Records from a data source
........

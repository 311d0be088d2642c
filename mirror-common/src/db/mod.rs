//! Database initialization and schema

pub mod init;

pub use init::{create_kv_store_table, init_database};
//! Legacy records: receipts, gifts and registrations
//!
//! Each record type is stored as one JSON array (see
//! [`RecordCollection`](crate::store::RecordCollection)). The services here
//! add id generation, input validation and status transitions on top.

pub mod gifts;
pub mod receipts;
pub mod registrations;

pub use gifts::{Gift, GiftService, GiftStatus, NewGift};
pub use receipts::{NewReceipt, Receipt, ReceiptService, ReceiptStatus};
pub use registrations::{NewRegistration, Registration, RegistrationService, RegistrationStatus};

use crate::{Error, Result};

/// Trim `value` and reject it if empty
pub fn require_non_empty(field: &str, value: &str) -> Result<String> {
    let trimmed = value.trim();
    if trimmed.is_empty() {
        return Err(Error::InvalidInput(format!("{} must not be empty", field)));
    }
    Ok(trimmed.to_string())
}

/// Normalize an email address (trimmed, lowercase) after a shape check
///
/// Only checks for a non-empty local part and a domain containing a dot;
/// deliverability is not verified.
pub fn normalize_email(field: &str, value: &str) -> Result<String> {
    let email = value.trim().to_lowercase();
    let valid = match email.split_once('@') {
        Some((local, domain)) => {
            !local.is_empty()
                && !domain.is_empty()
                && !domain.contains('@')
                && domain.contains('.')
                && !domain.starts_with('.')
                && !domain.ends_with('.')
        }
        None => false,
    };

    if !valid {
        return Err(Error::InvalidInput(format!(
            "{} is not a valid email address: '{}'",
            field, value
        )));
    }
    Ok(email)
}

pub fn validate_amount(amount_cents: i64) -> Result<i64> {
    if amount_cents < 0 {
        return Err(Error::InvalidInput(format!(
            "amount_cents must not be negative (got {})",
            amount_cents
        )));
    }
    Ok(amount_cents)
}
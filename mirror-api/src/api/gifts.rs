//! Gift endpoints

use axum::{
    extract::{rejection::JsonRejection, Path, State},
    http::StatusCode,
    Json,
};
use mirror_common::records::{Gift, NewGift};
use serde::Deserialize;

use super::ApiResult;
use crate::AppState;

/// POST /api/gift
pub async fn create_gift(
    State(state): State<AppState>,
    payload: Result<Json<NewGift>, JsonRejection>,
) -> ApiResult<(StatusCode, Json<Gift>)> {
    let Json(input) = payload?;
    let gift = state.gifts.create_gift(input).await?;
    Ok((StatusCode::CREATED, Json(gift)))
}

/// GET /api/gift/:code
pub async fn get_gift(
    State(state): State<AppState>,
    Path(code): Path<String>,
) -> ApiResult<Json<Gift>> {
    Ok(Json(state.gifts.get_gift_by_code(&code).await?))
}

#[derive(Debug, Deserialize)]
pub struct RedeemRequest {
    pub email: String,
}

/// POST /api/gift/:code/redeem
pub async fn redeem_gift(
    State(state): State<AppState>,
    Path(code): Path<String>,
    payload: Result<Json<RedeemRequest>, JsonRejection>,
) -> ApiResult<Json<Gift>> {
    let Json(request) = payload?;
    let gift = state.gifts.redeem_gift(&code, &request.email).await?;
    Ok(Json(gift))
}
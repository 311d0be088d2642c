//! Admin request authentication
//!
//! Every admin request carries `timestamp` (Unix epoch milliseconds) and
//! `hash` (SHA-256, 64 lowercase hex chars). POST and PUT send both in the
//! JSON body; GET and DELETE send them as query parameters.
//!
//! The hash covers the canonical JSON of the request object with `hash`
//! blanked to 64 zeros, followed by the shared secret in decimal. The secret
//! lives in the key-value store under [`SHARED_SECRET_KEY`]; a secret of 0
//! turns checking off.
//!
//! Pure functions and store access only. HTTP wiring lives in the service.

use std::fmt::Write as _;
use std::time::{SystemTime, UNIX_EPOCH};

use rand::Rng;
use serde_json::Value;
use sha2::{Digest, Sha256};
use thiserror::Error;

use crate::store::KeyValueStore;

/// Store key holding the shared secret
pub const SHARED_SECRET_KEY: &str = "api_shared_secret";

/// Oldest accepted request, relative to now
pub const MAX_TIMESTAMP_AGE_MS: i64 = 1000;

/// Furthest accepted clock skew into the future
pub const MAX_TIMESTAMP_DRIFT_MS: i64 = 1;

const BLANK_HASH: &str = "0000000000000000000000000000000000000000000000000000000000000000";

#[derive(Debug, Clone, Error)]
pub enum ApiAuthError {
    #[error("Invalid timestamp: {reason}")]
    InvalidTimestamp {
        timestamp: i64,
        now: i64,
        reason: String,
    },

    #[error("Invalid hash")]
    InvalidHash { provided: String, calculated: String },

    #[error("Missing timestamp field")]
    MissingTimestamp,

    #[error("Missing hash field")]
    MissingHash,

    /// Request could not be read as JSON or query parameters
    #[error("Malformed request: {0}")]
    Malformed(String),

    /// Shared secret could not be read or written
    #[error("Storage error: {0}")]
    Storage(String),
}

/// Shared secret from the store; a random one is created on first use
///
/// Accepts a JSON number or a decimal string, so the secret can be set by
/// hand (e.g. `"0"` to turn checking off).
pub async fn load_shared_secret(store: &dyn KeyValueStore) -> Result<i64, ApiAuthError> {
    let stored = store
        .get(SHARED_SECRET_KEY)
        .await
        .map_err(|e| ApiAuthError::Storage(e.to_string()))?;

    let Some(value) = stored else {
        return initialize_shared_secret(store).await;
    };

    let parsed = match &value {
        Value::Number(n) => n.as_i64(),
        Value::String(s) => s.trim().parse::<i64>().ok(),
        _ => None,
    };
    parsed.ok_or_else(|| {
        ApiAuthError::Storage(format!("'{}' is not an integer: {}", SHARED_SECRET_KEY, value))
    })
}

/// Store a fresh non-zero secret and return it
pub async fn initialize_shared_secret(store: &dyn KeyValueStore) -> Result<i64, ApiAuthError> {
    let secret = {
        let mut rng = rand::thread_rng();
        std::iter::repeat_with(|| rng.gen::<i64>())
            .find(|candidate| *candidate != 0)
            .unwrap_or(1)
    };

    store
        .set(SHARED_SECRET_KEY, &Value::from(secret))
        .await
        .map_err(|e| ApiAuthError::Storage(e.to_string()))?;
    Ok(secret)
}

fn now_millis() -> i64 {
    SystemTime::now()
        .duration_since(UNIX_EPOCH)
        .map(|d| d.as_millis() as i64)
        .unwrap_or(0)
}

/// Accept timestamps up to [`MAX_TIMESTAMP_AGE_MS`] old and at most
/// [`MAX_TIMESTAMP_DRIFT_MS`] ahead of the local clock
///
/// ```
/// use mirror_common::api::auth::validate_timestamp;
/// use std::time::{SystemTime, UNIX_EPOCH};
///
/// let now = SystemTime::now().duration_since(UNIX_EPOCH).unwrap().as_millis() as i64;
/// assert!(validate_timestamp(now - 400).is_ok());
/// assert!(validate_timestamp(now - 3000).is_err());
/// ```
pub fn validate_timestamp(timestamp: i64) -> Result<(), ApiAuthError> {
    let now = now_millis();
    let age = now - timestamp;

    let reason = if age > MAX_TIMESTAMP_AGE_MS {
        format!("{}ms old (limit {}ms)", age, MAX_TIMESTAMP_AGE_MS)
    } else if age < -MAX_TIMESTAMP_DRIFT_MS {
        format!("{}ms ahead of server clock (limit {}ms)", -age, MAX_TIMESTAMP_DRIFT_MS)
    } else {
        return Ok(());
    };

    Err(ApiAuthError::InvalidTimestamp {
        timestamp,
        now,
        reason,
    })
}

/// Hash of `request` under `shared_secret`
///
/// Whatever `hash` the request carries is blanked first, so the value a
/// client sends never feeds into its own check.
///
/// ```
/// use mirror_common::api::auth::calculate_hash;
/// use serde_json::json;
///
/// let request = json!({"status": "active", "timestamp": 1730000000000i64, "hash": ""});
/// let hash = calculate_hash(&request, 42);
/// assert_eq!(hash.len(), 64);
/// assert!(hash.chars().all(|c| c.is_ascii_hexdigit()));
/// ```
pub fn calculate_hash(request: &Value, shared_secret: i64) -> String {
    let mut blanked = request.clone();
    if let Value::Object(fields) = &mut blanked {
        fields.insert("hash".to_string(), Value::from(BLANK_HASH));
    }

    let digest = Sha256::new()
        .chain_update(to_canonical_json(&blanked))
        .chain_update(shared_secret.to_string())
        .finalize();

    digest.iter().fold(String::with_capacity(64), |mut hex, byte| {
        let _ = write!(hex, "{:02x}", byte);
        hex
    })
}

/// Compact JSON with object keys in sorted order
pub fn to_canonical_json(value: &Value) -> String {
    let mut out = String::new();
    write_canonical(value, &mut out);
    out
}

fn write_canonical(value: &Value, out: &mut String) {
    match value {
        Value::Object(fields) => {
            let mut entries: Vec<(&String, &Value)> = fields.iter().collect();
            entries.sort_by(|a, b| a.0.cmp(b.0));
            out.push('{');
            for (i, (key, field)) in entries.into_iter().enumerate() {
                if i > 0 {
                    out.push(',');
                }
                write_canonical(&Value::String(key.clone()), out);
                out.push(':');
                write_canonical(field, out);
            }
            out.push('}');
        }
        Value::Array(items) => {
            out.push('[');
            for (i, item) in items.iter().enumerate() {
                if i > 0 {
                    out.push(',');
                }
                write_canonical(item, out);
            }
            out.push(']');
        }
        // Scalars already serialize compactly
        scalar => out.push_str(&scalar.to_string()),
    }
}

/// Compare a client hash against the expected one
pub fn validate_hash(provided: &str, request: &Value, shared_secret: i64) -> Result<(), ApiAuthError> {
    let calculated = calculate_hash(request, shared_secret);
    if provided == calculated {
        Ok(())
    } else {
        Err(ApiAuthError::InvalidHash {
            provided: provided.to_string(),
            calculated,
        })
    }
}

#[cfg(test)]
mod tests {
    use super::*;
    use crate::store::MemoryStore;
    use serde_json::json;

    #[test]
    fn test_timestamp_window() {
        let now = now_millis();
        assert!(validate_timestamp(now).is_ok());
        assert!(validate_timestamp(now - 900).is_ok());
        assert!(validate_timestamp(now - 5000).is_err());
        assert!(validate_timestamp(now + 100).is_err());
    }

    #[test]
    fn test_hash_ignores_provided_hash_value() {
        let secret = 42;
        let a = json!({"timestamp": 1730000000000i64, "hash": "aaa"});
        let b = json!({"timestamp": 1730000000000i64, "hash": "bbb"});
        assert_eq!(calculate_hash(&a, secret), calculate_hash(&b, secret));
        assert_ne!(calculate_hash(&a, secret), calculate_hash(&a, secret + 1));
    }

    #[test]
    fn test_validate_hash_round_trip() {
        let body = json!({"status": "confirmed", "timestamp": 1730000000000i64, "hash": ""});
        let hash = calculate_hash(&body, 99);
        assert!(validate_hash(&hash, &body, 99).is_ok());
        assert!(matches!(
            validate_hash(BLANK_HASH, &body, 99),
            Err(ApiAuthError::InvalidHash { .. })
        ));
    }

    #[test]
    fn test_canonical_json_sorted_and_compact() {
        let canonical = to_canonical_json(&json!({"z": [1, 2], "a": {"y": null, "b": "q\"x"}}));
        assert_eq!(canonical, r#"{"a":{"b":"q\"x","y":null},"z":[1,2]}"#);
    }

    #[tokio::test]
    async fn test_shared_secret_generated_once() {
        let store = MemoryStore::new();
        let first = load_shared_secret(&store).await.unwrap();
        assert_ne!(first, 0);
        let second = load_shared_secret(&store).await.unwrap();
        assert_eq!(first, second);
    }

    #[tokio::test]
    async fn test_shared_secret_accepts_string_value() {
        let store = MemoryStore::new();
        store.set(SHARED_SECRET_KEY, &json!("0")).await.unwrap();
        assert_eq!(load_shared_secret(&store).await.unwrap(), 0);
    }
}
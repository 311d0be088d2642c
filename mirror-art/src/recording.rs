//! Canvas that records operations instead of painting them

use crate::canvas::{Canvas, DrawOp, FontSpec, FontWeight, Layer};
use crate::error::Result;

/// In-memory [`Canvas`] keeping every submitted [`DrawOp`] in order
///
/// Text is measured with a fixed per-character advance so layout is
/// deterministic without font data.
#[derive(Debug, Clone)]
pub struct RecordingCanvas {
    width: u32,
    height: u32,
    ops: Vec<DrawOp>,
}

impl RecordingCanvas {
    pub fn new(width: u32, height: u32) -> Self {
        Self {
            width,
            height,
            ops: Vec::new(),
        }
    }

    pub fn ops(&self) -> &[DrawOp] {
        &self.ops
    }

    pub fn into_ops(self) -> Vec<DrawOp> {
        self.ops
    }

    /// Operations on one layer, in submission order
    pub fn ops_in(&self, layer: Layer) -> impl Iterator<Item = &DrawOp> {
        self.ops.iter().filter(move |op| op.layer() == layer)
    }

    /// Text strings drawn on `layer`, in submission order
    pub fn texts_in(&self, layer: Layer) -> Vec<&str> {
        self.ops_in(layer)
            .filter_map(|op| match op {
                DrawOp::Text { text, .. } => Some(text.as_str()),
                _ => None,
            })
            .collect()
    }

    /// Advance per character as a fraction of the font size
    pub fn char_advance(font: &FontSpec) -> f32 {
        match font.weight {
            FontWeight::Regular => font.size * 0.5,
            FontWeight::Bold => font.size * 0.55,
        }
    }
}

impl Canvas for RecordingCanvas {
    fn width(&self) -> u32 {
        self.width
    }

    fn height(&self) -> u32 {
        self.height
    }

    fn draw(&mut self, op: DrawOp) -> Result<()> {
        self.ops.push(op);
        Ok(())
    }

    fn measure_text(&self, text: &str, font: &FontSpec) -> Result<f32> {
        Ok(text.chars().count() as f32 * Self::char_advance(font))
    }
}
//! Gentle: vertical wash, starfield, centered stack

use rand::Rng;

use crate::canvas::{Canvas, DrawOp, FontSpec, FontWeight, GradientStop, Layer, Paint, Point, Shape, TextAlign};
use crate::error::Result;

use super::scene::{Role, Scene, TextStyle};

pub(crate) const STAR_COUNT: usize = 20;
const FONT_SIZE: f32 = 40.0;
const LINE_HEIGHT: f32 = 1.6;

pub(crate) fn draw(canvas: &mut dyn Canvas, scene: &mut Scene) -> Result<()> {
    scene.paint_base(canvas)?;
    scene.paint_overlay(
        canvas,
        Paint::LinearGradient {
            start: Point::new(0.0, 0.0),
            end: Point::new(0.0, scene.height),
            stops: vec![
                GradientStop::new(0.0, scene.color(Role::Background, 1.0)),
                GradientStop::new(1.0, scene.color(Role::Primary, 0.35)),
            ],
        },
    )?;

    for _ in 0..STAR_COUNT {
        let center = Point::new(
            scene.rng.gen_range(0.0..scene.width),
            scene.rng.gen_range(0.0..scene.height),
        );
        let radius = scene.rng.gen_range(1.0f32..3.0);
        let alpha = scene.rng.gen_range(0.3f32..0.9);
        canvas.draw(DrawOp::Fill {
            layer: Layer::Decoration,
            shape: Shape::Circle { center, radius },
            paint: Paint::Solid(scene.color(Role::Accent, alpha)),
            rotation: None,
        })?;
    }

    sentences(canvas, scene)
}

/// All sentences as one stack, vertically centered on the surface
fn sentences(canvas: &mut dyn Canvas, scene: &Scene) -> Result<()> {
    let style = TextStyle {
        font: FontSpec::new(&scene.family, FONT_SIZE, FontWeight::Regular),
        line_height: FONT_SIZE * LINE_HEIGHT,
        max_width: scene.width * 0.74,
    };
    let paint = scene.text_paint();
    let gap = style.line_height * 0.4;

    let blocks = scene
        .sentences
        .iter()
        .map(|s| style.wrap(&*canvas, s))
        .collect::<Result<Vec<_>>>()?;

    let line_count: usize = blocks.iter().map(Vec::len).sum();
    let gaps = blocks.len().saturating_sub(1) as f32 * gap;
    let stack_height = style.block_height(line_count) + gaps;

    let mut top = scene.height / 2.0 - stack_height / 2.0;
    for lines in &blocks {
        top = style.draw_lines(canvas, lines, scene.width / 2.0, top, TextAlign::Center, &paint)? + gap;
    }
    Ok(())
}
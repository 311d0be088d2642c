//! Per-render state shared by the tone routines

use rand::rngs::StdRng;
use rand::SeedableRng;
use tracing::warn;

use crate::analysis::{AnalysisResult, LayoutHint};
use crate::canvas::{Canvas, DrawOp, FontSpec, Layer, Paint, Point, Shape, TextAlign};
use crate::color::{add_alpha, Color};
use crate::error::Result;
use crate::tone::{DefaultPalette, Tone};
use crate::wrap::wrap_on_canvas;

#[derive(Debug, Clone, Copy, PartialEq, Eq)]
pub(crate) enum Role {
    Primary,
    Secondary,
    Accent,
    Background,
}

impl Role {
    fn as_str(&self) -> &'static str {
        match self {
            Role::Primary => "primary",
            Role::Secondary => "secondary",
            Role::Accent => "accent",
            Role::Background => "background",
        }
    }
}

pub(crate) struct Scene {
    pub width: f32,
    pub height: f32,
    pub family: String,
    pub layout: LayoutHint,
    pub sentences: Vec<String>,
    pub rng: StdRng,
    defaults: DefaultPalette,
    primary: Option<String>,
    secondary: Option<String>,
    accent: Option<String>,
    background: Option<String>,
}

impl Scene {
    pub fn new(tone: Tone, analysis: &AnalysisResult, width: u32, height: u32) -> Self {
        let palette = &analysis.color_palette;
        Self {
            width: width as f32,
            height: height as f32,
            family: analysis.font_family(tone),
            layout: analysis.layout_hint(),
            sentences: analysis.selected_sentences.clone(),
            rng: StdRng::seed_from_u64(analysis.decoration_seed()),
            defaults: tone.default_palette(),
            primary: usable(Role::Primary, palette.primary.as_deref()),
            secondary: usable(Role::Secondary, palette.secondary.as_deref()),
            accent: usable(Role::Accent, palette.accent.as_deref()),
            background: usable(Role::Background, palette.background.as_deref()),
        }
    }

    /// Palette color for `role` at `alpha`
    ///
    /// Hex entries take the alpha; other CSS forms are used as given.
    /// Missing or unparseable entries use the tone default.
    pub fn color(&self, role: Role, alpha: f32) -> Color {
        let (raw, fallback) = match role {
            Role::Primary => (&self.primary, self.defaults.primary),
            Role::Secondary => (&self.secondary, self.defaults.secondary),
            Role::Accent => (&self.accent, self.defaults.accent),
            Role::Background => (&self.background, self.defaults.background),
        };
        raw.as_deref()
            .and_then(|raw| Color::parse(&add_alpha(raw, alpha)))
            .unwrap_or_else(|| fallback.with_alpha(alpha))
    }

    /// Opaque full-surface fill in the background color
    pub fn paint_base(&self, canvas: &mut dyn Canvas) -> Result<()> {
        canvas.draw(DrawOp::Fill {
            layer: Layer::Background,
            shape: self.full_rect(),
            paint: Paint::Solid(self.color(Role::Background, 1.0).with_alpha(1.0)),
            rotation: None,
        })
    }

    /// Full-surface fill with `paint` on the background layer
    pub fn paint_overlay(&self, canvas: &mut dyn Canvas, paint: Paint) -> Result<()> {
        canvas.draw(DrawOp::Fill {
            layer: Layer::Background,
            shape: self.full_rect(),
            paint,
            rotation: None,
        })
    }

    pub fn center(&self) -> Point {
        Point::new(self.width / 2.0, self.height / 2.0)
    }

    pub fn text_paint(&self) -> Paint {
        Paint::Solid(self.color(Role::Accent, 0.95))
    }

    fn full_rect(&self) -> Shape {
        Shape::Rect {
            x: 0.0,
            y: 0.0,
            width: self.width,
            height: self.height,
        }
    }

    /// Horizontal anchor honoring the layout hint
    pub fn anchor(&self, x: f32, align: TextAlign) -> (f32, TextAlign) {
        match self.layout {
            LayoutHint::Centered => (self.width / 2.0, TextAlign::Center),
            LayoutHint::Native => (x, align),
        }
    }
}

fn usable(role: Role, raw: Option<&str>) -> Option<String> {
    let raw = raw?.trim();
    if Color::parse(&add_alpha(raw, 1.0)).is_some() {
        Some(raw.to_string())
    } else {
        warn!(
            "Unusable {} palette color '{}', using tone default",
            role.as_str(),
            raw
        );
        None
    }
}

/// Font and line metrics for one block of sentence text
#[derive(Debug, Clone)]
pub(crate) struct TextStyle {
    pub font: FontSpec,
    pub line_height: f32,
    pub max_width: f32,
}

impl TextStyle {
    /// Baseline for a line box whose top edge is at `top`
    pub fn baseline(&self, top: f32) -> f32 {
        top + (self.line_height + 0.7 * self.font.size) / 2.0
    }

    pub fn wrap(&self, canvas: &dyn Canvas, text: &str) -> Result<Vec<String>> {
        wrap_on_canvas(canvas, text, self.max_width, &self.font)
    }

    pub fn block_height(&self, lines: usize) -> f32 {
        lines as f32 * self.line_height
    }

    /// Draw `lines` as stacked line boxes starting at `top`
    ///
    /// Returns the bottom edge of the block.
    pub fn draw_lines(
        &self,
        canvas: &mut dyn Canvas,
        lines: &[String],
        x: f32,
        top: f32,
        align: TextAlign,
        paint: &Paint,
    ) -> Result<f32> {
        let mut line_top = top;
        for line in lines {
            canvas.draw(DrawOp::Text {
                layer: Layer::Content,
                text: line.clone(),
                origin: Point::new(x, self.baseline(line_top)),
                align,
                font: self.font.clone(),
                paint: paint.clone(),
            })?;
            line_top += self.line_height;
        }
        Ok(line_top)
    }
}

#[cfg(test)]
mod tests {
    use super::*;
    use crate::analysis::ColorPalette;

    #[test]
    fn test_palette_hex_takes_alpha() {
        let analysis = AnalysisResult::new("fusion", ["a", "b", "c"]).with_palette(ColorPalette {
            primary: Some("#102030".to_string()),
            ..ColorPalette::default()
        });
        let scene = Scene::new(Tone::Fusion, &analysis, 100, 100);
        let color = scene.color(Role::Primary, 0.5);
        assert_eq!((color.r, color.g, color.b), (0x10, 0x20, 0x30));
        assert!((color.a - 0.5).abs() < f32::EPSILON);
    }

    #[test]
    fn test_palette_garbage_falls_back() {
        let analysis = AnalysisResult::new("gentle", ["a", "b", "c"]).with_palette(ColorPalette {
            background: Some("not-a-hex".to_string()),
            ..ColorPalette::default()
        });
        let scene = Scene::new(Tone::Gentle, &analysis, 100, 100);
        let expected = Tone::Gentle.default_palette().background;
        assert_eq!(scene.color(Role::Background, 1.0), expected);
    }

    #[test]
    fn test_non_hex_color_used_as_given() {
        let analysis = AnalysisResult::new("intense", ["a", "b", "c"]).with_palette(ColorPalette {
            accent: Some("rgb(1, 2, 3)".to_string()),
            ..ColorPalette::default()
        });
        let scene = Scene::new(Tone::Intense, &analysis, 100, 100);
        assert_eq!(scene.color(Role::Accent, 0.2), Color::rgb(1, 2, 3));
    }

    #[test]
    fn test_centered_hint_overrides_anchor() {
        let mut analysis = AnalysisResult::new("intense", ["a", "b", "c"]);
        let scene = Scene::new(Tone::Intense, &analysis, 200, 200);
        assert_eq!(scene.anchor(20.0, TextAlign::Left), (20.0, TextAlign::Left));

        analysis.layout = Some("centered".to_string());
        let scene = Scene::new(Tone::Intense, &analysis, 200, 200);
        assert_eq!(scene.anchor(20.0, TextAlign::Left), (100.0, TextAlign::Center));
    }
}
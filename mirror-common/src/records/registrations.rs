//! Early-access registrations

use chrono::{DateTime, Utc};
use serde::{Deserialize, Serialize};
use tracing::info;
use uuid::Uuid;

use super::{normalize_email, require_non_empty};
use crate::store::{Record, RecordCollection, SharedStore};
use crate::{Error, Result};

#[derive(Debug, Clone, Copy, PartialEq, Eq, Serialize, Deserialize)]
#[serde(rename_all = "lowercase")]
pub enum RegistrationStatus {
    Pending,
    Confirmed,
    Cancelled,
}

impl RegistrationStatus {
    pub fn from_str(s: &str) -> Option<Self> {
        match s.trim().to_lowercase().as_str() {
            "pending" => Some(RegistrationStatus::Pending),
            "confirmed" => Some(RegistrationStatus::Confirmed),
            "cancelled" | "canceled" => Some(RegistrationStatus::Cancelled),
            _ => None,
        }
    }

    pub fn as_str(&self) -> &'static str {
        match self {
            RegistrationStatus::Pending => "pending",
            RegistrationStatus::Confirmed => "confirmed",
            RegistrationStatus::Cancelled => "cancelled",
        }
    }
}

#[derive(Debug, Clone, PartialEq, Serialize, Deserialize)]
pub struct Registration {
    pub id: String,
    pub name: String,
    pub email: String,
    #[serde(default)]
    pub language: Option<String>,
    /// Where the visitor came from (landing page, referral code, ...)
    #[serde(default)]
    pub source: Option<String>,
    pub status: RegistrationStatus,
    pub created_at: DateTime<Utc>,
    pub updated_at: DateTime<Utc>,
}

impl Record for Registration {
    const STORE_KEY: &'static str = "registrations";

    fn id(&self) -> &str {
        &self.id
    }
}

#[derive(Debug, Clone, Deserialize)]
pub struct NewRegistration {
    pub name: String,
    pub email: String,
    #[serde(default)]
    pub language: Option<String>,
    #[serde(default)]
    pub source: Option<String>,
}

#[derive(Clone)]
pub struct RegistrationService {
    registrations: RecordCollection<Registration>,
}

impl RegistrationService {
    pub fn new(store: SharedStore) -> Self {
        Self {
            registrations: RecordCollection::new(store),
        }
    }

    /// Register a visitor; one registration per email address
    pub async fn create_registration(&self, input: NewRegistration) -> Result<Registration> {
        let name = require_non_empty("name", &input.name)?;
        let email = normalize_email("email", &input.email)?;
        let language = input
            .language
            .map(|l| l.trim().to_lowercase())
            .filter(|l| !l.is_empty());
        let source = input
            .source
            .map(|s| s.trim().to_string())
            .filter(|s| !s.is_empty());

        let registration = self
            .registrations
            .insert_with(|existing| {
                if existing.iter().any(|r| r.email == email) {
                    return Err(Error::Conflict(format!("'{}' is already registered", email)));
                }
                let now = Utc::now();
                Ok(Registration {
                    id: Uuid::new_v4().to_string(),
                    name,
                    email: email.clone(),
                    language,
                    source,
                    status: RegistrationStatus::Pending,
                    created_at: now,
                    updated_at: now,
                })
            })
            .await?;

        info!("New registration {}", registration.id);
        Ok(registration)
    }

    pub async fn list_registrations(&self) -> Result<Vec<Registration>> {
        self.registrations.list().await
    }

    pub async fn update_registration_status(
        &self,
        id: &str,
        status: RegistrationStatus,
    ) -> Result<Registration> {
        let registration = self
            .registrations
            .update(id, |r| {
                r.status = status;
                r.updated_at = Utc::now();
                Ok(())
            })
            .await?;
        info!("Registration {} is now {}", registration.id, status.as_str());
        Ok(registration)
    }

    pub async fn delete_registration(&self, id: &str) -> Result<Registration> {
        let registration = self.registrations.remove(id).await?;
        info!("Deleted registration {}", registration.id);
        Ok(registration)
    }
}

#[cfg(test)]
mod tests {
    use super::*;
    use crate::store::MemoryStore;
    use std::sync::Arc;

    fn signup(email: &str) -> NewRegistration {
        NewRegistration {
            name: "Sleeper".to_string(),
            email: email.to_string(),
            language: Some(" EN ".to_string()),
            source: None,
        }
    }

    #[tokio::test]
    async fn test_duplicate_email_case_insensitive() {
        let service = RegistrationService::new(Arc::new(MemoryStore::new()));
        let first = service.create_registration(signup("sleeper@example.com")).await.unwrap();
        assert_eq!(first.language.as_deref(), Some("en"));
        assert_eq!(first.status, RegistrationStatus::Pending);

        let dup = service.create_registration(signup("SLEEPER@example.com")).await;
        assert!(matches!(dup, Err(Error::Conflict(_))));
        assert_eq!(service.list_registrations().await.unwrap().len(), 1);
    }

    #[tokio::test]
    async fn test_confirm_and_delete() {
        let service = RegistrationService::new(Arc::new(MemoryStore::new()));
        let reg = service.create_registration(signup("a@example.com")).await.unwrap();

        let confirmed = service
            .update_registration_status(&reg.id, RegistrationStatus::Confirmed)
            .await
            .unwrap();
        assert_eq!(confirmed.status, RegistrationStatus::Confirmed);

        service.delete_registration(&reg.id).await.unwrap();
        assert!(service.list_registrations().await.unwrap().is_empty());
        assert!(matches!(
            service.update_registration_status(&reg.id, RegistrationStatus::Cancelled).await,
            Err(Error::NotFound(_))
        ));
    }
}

........

TASK STATEMENT – Where a line above holds the word "RecordCollection", copy it.

OUTPUT BELOW –
//! [`RecordCollection`](crate::store::RecordCollection)). The services here
use crate::store::{Record, RecordCollection, SharedStore};
    registrations: RecordCollection<Registration>,
            registrations: RecordCollection::new(store),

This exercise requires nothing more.